Saved data entries
* * * *
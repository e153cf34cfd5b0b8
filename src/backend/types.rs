//! Capability surface of the external streaming backend.
//!
//! The core never talks to an engine directly; it consumes these traits.
//! `StreamingBackend` covers session retrieval and track loading,
//! `PlayerSession` is the per-guild player the session actor owns.

use std::fmt;
use std::time::Duration;

use async_trait::async_trait;

use crate::track::{LoadedTrack, QueueItem};

pub type GuildId = u64;
pub type ChannelId = u64;

#[derive(Debug, Clone, PartialEq, Eq, thiserror::Error)]
pub enum BackendError {
    #[error("backend request failed: {0}")]
    Request(String),
    #[error("backend rejected the request: {0}")]
    Rejected(String),
    #[error("player is no longer connected")]
    Disconnected,
}

#[derive(Debug, Copy, Clone, PartialEq, Eq, Default)]
pub enum PlayerState {
    #[default]
    Idle,
    Playing,
    Paused,
    Disconnected,
}

impl PlayerState {
    /// Playing or paused: there is a current track.
    pub fn is_active(self) -> bool {
        matches!(self, Self::Playing | Self::Paused)
    }
}

#[derive(Debug, Copy, Clone, PartialEq, Eq, Default)]
pub enum RepeatMode {
    #[default]
    None,
    /// Repeat the current track when it ends.
    Track,
    /// Wrap around to the start of the queue.
    Queue,
}

#[derive(Debug, Copy, Clone, PartialEq, Eq, Hash)]
pub enum SearchMode {
    /// Treat the reference as a canonical URI/identifier.
    Direct,
    /// Treat the reference as keywords for the backend's search provider.
    KeywordSearch,
}

#[derive(Debug, Copy, Clone, PartialEq, Eq)]
pub enum JoinPolicy {
    /// Create or join a session when none exists.
    Join,
    /// Only retrieve an existing session.
    NoJoin,
}

/// Options applied once when the backend creates a session.
#[derive(Debug, Clone, PartialEq)]
pub struct SessionConfig {
    pub disconnect_on_stop: bool,
    pub self_deaf: bool,
    pub inactivity_timeout: Duration,
    pub default_volume: f32,
    pub text_channel: Option<ChannelId>,
}

#[derive(Debug, Copy, Clone, PartialEq, Eq)]
pub struct SessionRequest {
    pub guild: GuildId,
    pub voice_channel: ChannelId,
}

#[derive(Debug, Copy, Clone, PartialEq, Eq, Default)]
pub struct PlayOptions {
    /// Append instead of interrupting when something is already playing.
    pub no_replace: bool,
}

pub enum Retrieval {
    /// A brand-new session was created for this request.
    Created(Box<dyn PlayerSession>),
    /// The backend already had a live session for the guild.
    Existing(Box<dyn PlayerSession>),
    UserNotInChannel,
    BotNotConnected,
}

impl fmt::Debug for Retrieval {
    fn fmt(&self, f: &mut fmt::Formatter<'_>) -> fmt::Result {
        match self {
            Self::Created(_) => f.write_str("Created(..)"),
            Self::Existing(_) => f.write_str("Existing(..)"),
            Self::UserNotInChannel => f.write_str("UserNotInChannel"),
            Self::BotNotConnected => f.write_str("BotNotConnected"),
        }
    }
}

#[async_trait]
pub trait StreamingBackend: Send + Sync {
    async fn retrieve_session(
        &self,
        request: &SessionRequest,
        config: &SessionConfig,
        policy: JoinPolicy,
    ) -> Result<Retrieval, BackendError>;

    /// `Ok(None)` means the backend found nothing for `reference` in `mode`.
    async fn load_track(
        &self,
        reference: &str,
        mode: SearchMode,
    ) -> Result<Option<LoadedTrack>, BackendError>;
}

/// Extra hook offered by players that drive a now-playing widget.
#[async_trait]
pub trait SupportsVisualRefresh: Send {
    /// `full` also regenerates artwork, not only the controls.
    async fn refresh_visual(&mut self, full: bool) -> Result<(), BackendError>;
}

#[async_trait]
pub trait PlayerSession: Send {
    fn state(&self) -> PlayerState;
    fn repeat_mode(&self) -> RepeatMode;
    fn set_repeat_mode(&mut self, mode: RepeatMode);
    fn current(&self) -> Option<QueueItem>;
    fn queue_len(&self) -> usize;
    fn volume(&self) -> f32;
    fn is_connected(&self) -> bool;

    async fn set_volume(&mut self, volume: f32) -> Result<(), BackendError>;
    async fn play(&mut self, item: QueueItem, options: PlayOptions) -> Result<(), BackendError>;
    async fn pause(&mut self) -> Result<(), BackendError>;
    async fn resume(&mut self) -> Result<(), BackendError>;
    async fn skip(&mut self, count: usize) -> Result<(), BackendError>;
    async fn stop(&mut self) -> Result<(), BackendError>;
    async fn disconnect(&mut self) -> Result<(), BackendError>;
    async fn queue_add(&mut self, item: QueueItem) -> Result<(), BackendError>;
    async fn queue_clear(&mut self) -> Result<(), BackendError>;

    fn visual_refresh(&mut self) -> Option<&mut dyn SupportsVisualRefresh> {
        None
    }
}
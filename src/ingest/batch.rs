use std::collections::VecDeque;
use std::fmt;
use std::time::Duration;

use tokio_util::sync::CancellationToken;
use tracing::{debug, info, warn};

use crate::backend::BackendError;
use crate::config::IngestSettings;
use crate::error::{Operation, PlayerError};
use crate::session::{Placement, SessionHandle};
use crate::track::{Resolution, TrackDescriptor, TrackResolver, build_queue_item};

use super::retry::RetryPacing;

/// Imports above this size announce themselves at info level.
const LONG_RUN_THRESHOLD: usize = 10;

/// Result of one bulk import.
#[derive(Debug, Clone, Default, PartialEq, Eq)]
pub struct IngestReport {
    /// Items that ended up in the session, recoveries included.
    pub added: usize,
    pub total: usize,
    /// This run started playback with its first item.
    pub started: bool,
    /// Labels of the items that were given up on.
    pub dropped: Vec<String>,
    /// The run stopped early; items inserted before that stay queued.
    pub cancelled: bool,
    /// The session went away mid-run; the unprocessed items are in `dropped`.
    pub session_closed: bool,
}

impl IngestReport {
    pub fn summary(&self) -> String {
        if self.added > 0 {
            format!("Added {} of {} tracks to the queue", self.added, self.total)
        } else {
            "No tracks were added to the queue.".to_string()
        }
    }
}

impl fmt::Display for IngestReport {
    fn fmt(&self, f: &mut fmt::Formatter<'_>) -> fmt::Result {
        f.write_str(&self.summary())
    }
}

/// Why a run ended before working through its input.
#[derive(Debug, Clone, Copy, PartialEq, Eq)]
enum Halt {
    Cancelled,
    SessionClosed,
}

fn check(cancel: &CancellationToken) -> Result<(), Halt> {
    if cancel.is_cancelled() {
        Err(Halt::Cancelled)
    } else {
        Ok(())
    }
}

async fn wait(duration: Duration, cancel: &CancellationToken) -> Result<(), Halt> {
    if duration.is_zero() {
        return check(cancel);
    }
    tokio::select! {
        biased;
        _ = cancel.cancelled() => Err(Halt::Cancelled),
        _ = tokio::time::sleep(duration) => Ok(()),
    }
}

/// The player behind `session` is gone, so later commands cannot land either.
fn session_gone(err: &PlayerError) -> bool {
    matches!(
        err,
        PlayerError::NoActiveSession { .. }
            | PlayerError::Session {
                source: BackendError::Disconnected,
                ..
            }
    )
}

struct RunState<'a> {
    total: usize,
    added: usize,
    started: bool,
    failed: Vec<&'a TrackDescriptor>,
    dropped: Vec<String>,
}

impl<'a> RunState<'a> {
    fn new(total: usize) -> Self {
        Self {
            total,
            added: 0,
            started: false,
            failed: Vec::new(),
            dropped: Vec::new(),
        }
    }

    fn finish(self, halt: Option<Halt>) -> IngestReport {
        let mut dropped = self.dropped;
        dropped.extend(self.failed.iter().map(|d| d.label().to_string()));
        IngestReport {
            added: self.added,
            total: self.total,
            started: self.started,
            dropped,
            cancelled: halt == Some(Halt::Cancelled),
            session_closed: halt == Some(Halt::SessionClosed),
        }
    }
}

/// Feeds descriptor lists into a session in paced batches.
#[derive(Clone)]
pub struct Ingestor {
    resolver: TrackResolver,
    batch_size: usize,
    item_delay: Duration,
    batch_delay: Duration,
    retry_delay: Duration,
    retry_gap: Duration,
    pacing: RetryPacing,
}

impl Ingestor {
    pub fn new(resolver: TrackResolver, settings: &IngestSettings) -> Self {
        Self {
            resolver,
            batch_size: settings.batch_size.max(1),
            item_delay: Duration::from_millis(settings.item_delay_ms),
            batch_delay: Duration::from_millis(settings.batch_delay_ms),
            retry_delay: Duration::from_millis(settings.retry_delay_ms),
            retry_gap: Duration::from_millis(settings.retry_gap_ms),
            pacing: RetryPacing::from_settings(settings),
        }
    }

    /// Resolve `descriptors` in order and push them into `session`.
    ///
    /// The first loaded item starts playback when the session is idle; every
    /// later one is appended. Items that failed get one more try after the
    /// main pass, provided at least one item made it in. A session that
    /// closes mid-run ends the run; nothing after that point is attempted.
    pub async fn enqueue(
        &self,
        session: &SessionHandle,
        descriptors: &[TrackDescriptor],
        requested_by: &str,
        cancel: &CancellationToken,
    ) -> IngestReport {
        let guild = session.guild();
        let total = descriptors.len();
        if total > LONG_RUN_THRESHOLD {
            info!(guild, total, requested_by, "Starting bulk queue import");
        }

        let mut run = RunState::new(total);
        let halt = self
            .run(session, descriptors, requested_by, cancel, &mut run)
            .await
            .err();
        let report = run.finish(halt);

        match halt {
            Some(Halt::Cancelled) => {
                info!(guild, added = report.added, total, "Queue import cancelled");
            }
            Some(Halt::SessionClosed) => {
                info!(
                    guild,
                    added = report.added,
                    total,
                    "Session closed, abandoning queue import"
                );
            }
            None => {}
        }
        debug!(
            guild,
            added = report.added,
            total,
            dropped = report.dropped.len(),
            "Queue import finished"
        );
        report
    }

    async fn run<'a>(
        &self,
        session: &SessionHandle,
        descriptors: &'a [TrackDescriptor],
        requested_by: &str,
        cancel: &CancellationToken,
        run: &mut RunState<'a>,
    ) -> Result<(), Halt> {
        let guild = session.guild();
        let batch_count = descriptors.len().div_ceil(self.batch_size);

        for (index, batch) in descriptors.chunks(self.batch_size).enumerate() {
            debug!(guild, batch = index + 1, of = batch_count, "Processing batch");
            for (offset, descriptor) in batch.iter().enumerate() {
                let outcome = self
                    .ingest_one(session, descriptor, requested_by, cancel, run)
                    .await;
                if outcome == Err(Halt::SessionClosed) {
                    let next = index * self.batch_size + offset + 1;
                    run.failed.extend(descriptors[next..].iter());
                }
                outcome?;
                wait(self.item_delay, cancel).await?;
            }
            if index + 1 < batch_count {
                wait(self.batch_delay, cancel).await?;
            }
        }

        if run.failed.is_empty() {
            return Ok(());
        }
        if run.added == 0 {
            warn!(guild, total = run.total, "No track could be loaded, skipping retry");
            return Ok(());
        }
        self.recover(session, requested_by, cancel, run).await
    }

    async fn ingest_one<'a>(
        &self,
        session: &SessionHandle,
        descriptor: &'a TrackDescriptor,
        requested_by: &str,
        cancel: &CancellationToken,
        run: &mut RunState<'a>,
    ) -> Result<(), Halt> {
        let guild = session.guild();
        check(cancel)?;
        if session.is_closed() {
            run.failed.push(descriptor);
            return Err(Halt::SessionClosed);
        }

        let loaded = match self.resolver.resolve(descriptor, cancel).await {
            Resolution::Loaded(track) => track,
            Resolution::Unresolved { attempts } => {
                check(cancel)?;
                warn!(guild, title = descriptor.label(), attempts, "Failed to load track");
                run.failed.push(descriptor);
                return Ok(());
            }
        };

        let item = build_queue_item(descriptor, &loaded, requested_by);
        let title = item.display();
        check(cancel)?;

        let placed = if run.started {
            session.enqueue(item).await.map(|()| Placement::Queued)
        } else {
            session.play_or_enqueue(item, Operation::Queue).await
        };
        match placed {
            Ok(Placement::Started) => {
                run.started = true;
                run.added += 1;
                info!(guild, track = %title, requested_by, "Playing");
            }
            Ok(Placement::Queued) => {
                run.added += 1;
                debug!(guild, track = %title, "Queued");
            }
            Err(e) if session_gone(&e) => {
                warn!(guild, track = %title, error = %e, "Session lost while queueing");
                run.failed.push(descriptor);
                return Err(Halt::SessionClosed);
            }
            Err(e) => {
                warn!(guild, track = %title, error = %e, "Failed to queue track");
                run.failed.push(descriptor);
            }
        }
        Ok(())
    }

    async fn recover(
        &self,
        session: &SessionHandle,
        requested_by: &str,
        cancel: &CancellationToken,
        run: &mut RunState<'_>,
    ) -> Result<(), Halt> {
        let mut pending: VecDeque<_> = std::mem::take(&mut run.failed).into();
        info!(guild = session.guild(), count = pending.len(), "Retrying failed tracks");

        let mut attempt = 0u32;
        let outcome = loop {
            let Some(&descriptor) = pending.front() else {
                break Ok(());
            };
            let recovered = match self
                .retry_one(session, descriptor, attempt, requested_by, cancel, run)
                .await
            {
                Ok(recovered) => recovered,
                Err(halt) => break Err(halt),
            };
            pending.pop_front();
            attempt += 1;
            if recovered {
                if let Err(halt) = wait(self.retry_gap, cancel).await {
                    break Err(halt);
                }
            }
        };

        run.failed.extend(pending);
        outcome
    }

    /// One recovery attempt. `Ok(true)` when the item made it into the queue.
    async fn retry_one(
        &self,
        session: &SessionHandle,
        descriptor: &TrackDescriptor,
        attempt: u32,
        requested_by: &str,
        cancel: &CancellationToken,
        run: &mut RunState<'_>,
    ) -> Result<bool, Halt> {
        let guild = session.guild();
        wait(self.pacing.delay(self.retry_delay, attempt), cancel).await?;
        if session.is_closed() {
            return Err(Halt::SessionClosed);
        }

        let resolution = self.resolver.resolve(descriptor, cancel).await;
        check(cancel)?;
        let Resolution::Loaded(loaded) = resolution else {
            warn!(guild, title = descriptor.label(), attempt, "Dropping track after retry");
            run.dropped.push(descriptor.label().to_string());
            return Ok(false);
        };

        let item = build_queue_item(descriptor, &loaded, requested_by);
        let title = item.display();
        match session.enqueue(item).await {
            Ok(()) => {
                run.added += 1;
                debug!(guild, track = %title, attempt, "Recovered track");
                Ok(true)
            }
            Err(e) if session_gone(&e) => {
                warn!(guild, track = %title, error = %e, "Session lost during retry");
                Err(Halt::SessionClosed)
            }
            Err(e) => {
                warn!(guild, track = %title, error = %e, "Dropping track after retry");
                run.dropped.push(descriptor.label().to_string());
                Ok(false)
            }
        }
    }
}
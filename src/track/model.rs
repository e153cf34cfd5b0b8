use std::fmt;
use std::sync::Arc;

use serde::Deserialize;

pub const UNKNOWN_TITLE: &str = "Unknown Title";
pub const UNKNOWN_ARTIST: &str = "Unknown Artist";

/// Where a descriptor's playback reference comes from.
///
/// Parsed case-insensitively from the caller's source tag.
#[derive(Debug, Clone, Default, PartialEq, Eq, Deserialize)]
#[serde(from = "String")]
pub enum SourceSystem {
    YouTube,
    #[default]
    Plex,
    Other(String),
}

impl SourceSystem {
    pub fn parse(tag: &str) -> Self {
        let tag = tag.trim();
        if tag.eq_ignore_ascii_case("youtube") {
            Self::YouTube
        } else if tag.eq_ignore_ascii_case("plex") {
            Self::Plex
        } else {
            Self::Other(tag.to_ascii_lowercase())
        }
    }

    pub fn as_str(&self) -> &str {
        match self {
            Self::YouTube => "youtube",
            Self::Plex => "plex",
            Self::Other(tag) => tag,
        }
    }
}

impl From<String> for SourceSystem {
    fn from(tag: String) -> Self {
        Self::parse(&tag)
    }
}

impl fmt::Display for SourceSystem {
    fn fmt(&self, f: &mut fmt::Formatter<'_>) -> fmt::Result {
        f.write_str(self.as_str())
    }
}

/// Caller-supplied track metadata. The core only ever borrows it.
#[derive(Debug, Clone, Default, Deserialize)]
#[serde(default)]
pub struct TrackDescriptor {
    pub title: Option<String>,
    pub artist: Option<String>,
    pub album: Option<String>,
    pub release_date: Option<String>,
    pub artwork_url: Option<String>,
    /// URI or identifier handed to the backend loader.
    #[serde(alias = "url")]
    pub playback_url: String,
    pub artist_url: Option<String>,
    /// Pre-formatted duration, e.g. `"3:45"`.
    pub duration_display: Option<String>,
    pub studio: Option<String>,
    #[serde(alias = "source")]
    pub source_system: SourceSystem,
}

impl TrackDescriptor {
    pub fn new(playback_url: impl Into<String>, source_system: SourceSystem) -> Self {
        Self {
            playback_url: playback_url.into(),
            source_system,
            ..Self::default()
        }
    }

    pub fn with_title(mut self, title: impl Into<String>) -> Self {
        self.title = Some(title.into());
        self
    }

    pub fn with_artist(mut self, artist: impl Into<String>) -> Self {
        self.artist = Some(artist.into());
        self
    }

    /// Best label for log lines: the title when present, the reference otherwise.
    pub fn label(&self) -> &str {
        self.title
            .as_deref()
            .map(str::trim)
            .filter(|t| !t.is_empty())
            .unwrap_or(&self.playback_url)
    }
}

/// Opaque backend playback handle (an encoded track for Lavalink-like engines).
#[derive(Debug, Clone, PartialEq, Eq, Hash)]
pub struct BackendHandle(Arc<str>);

impl BackendHandle {
    pub fn new(raw: impl Into<Arc<str>>) -> Self {
        Self(raw.into())
    }

    pub fn as_str(&self) -> &str {
        &self.0
    }
}

/// Result of loading a descriptor through the backend. Lives only until the
/// queue item is built.
#[derive(Debug, Clone, PartialEq, Eq)]
pub struct LoadedTrack {
    pub identifier: String,
    pub title: Option<String>,
    pub author: Option<String>,
    pub artwork_uri: Option<String>,
    pub handle: BackendHandle,
}

/// Back-reference from a queue item to the loaded track it was built from.
#[derive(Debug, Clone, PartialEq, Eq)]
pub struct TrackReference {
    identifier: String,
    handle: BackendHandle,
}

impl TrackReference {
    pub fn new(loaded: &LoadedTrack) -> Self {
        Self {
            identifier: loaded.identifier.clone(),
            handle: loaded.handle.clone(),
        }
    }

    pub fn identifier(&self) -> &str {
        &self.identifier
    }

    pub fn handle(&self) -> &BackendHandle {
        &self.handle
    }
}

/// The unit stored in a session queue. Fields are fixed at construction.
#[derive(Debug, Clone, PartialEq, Eq)]
pub struct QueueItem {
    pub(super) title: String,
    pub(super) artist: String,
    pub(super) album: Option<String>,
    pub(super) release_date: Option<String>,
    pub(super) artwork: String,
    pub(super) url: String,
    pub(super) artist_url: Option<String>,
    pub(super) duration: Option<String>,
    pub(super) studio: Option<String>,
    pub(super) requested_by: String,
    pub(super) reference: TrackReference,
}

impl QueueItem {
    pub fn title(&self) -> &str {
        &self.title
    }

    pub fn artist(&self) -> &str {
        &self.artist
    }

    pub fn album(&self) -> Option<&str> {
        self.album.as_deref()
    }

    pub fn release_date(&self) -> Option<&str> {
        self.release_date.as_deref()
    }

    pub fn artwork(&self) -> &str {
        &self.artwork
    }

    pub fn url(&self) -> &str {
        &self.url
    }

    pub fn artist_url(&self) -> Option<&str> {
        self.artist_url.as_deref()
    }

    pub fn duration(&self) -> Option<&str> {
        self.duration.as_deref()
    }

    pub fn studio(&self) -> Option<&str> {
        self.studio.as_deref()
    }

    pub fn requested_by(&self) -> &str {
        &self.requested_by
    }

    pub fn reference(&self) -> &TrackReference {
        &self.reference
    }

    /// `"Title by Artist"`, used for result labels and log lines.
    pub fn display(&self) -> String {
        format!("{} by {}", self.title, self.artist)
    }
}
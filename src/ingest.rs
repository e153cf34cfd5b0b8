//! Bulk queue imports.
//!
//! `batch` walks the descriptors in fixed-size batches with pacing delays and
//! runs the single recovery pass, `retry` decides how long that pass waits
//! before each attempt.

mod batch;
mod retry;

pub use batch::{IngestReport, Ingestor};
pub use retry::RetryPacing;

#[cfg(test)]
mod tests;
* * * *
**Directions**
In the reply, include exactly the lines from the beginning of the entries above through the line holding "pub type ChannelId = u64;", and nothing besides.

**Task answer**
repository e153cf34cfd5b0b8
filename src/backend/types.rs
//! Capability surface of the external streaming backend.
//!
//! The core never talks to an engine directly; it consumes these traits.
//! `StreamingBackend` covers session retrieval and track loading,
//! `PlayerSession` is the per-guild player the session actor owns.

use std::fmt;
use std::time::Duration;

use async_trait::async_trait;

use crate::track::{LoadedTrack, QueueItem};

pub type GuildId = u64;
pub type ChannelId = u64;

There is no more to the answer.